What you should do: Search the entries below for the word "PluginLoadFn" and copy each line that has it.
==== Exercise input ====
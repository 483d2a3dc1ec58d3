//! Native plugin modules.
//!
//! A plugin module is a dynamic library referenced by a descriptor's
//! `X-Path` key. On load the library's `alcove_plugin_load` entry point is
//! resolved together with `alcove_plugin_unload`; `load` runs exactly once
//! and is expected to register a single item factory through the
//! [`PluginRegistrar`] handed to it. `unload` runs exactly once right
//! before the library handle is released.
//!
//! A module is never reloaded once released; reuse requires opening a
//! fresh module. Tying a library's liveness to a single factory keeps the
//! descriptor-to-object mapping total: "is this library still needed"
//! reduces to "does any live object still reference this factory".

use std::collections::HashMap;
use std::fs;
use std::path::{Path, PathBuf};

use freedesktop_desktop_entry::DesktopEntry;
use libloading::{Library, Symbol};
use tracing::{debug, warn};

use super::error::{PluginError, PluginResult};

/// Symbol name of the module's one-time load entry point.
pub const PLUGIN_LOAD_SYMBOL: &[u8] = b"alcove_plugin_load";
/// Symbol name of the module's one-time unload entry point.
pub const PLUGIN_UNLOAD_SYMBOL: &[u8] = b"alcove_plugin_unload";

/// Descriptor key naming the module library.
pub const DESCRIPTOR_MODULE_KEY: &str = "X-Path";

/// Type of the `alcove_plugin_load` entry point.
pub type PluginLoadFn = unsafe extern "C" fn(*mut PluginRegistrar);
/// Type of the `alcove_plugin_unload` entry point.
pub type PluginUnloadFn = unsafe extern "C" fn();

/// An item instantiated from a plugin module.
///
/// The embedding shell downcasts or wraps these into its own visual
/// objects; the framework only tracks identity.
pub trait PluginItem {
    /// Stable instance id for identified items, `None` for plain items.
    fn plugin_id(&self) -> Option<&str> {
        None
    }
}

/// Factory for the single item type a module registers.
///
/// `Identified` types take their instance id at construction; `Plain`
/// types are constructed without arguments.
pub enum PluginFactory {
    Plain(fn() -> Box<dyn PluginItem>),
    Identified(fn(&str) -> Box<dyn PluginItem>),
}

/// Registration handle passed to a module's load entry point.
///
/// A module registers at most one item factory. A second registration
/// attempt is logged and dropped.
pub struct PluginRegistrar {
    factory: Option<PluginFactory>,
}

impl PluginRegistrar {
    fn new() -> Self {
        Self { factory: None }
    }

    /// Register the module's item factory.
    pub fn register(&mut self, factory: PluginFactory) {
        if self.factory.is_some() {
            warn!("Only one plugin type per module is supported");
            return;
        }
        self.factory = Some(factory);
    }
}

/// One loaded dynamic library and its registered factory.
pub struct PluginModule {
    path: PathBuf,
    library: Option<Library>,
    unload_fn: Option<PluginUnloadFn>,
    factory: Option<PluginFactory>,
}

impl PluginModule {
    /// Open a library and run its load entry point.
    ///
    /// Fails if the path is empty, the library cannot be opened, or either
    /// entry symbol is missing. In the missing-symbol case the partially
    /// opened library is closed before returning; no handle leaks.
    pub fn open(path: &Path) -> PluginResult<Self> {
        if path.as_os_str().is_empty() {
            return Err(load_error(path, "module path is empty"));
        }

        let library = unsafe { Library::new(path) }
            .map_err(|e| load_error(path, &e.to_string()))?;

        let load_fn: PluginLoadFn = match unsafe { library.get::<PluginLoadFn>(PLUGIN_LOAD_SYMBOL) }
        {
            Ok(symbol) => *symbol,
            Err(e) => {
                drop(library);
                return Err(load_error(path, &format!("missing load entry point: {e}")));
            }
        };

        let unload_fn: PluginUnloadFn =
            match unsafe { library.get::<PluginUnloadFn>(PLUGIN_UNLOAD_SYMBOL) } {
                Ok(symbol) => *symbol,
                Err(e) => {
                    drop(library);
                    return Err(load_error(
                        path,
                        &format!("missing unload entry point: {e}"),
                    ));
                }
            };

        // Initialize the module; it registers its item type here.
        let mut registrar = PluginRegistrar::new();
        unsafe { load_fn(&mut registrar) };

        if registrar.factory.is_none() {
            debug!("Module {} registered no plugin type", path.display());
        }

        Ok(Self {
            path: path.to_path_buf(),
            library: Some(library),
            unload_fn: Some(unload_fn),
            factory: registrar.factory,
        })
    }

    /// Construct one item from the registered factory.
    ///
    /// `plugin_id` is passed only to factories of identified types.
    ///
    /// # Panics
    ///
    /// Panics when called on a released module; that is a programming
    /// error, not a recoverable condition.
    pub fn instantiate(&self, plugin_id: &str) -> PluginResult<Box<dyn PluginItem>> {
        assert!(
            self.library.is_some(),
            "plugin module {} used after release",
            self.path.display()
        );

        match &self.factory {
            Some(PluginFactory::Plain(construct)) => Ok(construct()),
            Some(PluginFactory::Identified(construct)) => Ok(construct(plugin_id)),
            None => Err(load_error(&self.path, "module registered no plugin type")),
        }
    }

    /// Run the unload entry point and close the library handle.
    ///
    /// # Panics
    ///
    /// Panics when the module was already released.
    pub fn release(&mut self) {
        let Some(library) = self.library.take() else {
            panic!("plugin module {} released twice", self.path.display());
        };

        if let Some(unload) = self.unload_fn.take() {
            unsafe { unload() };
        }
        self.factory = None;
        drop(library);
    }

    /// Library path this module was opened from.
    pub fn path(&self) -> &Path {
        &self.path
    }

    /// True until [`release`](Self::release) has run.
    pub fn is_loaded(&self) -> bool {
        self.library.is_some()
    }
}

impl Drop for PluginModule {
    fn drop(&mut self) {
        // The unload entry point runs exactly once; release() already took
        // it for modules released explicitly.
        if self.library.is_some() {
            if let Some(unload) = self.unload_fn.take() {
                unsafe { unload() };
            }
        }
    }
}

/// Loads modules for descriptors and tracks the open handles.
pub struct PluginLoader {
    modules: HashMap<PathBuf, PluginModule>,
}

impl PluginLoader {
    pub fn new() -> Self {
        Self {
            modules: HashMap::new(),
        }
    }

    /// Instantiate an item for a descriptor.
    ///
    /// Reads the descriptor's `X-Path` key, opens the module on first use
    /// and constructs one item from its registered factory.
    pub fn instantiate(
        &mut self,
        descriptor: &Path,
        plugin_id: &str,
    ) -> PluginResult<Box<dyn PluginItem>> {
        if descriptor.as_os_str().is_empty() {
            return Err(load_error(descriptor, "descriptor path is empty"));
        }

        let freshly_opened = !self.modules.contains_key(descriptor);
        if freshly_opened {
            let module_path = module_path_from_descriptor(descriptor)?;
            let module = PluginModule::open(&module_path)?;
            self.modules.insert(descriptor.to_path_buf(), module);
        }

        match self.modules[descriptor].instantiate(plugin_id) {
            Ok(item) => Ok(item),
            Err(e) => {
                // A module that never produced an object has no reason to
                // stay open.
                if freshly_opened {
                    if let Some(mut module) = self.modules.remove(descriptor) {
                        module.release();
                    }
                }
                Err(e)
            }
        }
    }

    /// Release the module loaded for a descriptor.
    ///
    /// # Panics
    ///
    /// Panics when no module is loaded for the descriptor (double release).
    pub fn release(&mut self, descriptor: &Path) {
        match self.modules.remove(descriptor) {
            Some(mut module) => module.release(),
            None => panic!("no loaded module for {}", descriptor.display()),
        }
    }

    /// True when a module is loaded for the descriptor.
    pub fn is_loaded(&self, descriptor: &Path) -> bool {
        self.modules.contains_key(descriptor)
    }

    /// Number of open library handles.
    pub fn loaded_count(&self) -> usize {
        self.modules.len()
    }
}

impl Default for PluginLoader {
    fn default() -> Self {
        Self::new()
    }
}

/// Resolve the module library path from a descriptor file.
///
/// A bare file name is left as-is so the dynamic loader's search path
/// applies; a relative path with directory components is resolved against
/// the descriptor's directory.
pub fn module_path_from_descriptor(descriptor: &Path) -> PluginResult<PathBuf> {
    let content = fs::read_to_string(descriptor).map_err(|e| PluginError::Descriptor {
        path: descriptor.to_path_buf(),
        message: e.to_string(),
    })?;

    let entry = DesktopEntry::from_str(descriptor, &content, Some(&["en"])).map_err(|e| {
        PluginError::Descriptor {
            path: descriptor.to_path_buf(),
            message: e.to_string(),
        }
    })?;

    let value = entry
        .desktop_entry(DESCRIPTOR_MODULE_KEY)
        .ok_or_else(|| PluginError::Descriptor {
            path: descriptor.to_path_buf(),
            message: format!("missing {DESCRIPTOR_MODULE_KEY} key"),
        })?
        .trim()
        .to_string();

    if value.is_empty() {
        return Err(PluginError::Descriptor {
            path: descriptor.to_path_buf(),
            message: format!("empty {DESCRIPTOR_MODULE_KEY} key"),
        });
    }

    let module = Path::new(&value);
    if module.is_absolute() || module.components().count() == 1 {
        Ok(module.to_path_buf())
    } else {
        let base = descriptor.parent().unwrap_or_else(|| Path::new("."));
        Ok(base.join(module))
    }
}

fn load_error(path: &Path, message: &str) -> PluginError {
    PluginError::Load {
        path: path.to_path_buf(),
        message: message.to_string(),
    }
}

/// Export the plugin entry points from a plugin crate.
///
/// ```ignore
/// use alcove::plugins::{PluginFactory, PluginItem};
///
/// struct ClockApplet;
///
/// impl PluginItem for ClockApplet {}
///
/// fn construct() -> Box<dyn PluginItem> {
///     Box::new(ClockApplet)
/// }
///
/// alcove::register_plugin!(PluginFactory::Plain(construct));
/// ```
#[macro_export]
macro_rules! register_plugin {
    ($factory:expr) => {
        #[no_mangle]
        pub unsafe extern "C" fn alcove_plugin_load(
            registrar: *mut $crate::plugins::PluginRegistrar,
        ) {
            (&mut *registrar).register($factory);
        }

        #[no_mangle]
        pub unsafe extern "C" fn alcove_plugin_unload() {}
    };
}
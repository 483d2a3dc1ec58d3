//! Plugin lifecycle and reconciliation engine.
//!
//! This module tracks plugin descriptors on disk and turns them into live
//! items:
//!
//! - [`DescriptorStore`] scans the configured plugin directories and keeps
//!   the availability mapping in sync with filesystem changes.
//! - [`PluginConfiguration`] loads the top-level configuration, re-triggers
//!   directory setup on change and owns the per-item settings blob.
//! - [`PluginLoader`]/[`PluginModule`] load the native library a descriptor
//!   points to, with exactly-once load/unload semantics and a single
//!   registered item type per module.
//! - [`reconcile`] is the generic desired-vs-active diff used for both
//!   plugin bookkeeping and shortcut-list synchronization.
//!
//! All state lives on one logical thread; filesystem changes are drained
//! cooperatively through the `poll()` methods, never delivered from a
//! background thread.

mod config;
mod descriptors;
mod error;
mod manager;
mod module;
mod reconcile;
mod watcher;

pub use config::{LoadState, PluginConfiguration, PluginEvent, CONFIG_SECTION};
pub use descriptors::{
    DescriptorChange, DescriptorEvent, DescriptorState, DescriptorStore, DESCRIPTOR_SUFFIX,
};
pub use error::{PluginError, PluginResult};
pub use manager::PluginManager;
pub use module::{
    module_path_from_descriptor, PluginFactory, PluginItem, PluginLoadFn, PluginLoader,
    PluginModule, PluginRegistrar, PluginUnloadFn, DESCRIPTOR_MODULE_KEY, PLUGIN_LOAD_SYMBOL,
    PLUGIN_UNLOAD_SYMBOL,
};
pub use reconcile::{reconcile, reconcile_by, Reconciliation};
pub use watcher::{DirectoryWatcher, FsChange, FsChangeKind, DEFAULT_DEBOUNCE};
====
Output below:
pub type PluginLoadFn = unsafe extern "C" fn(*mut PluginRegistrar);
        let load_fn: PluginLoadFn = match unsafe { library.get::<PluginLoadFn>(PLUGIN_LOAD_SYMBOL) }
    module_path_from_descriptor, PluginFactory, PluginItem, PluginLoadFn, PluginLoader,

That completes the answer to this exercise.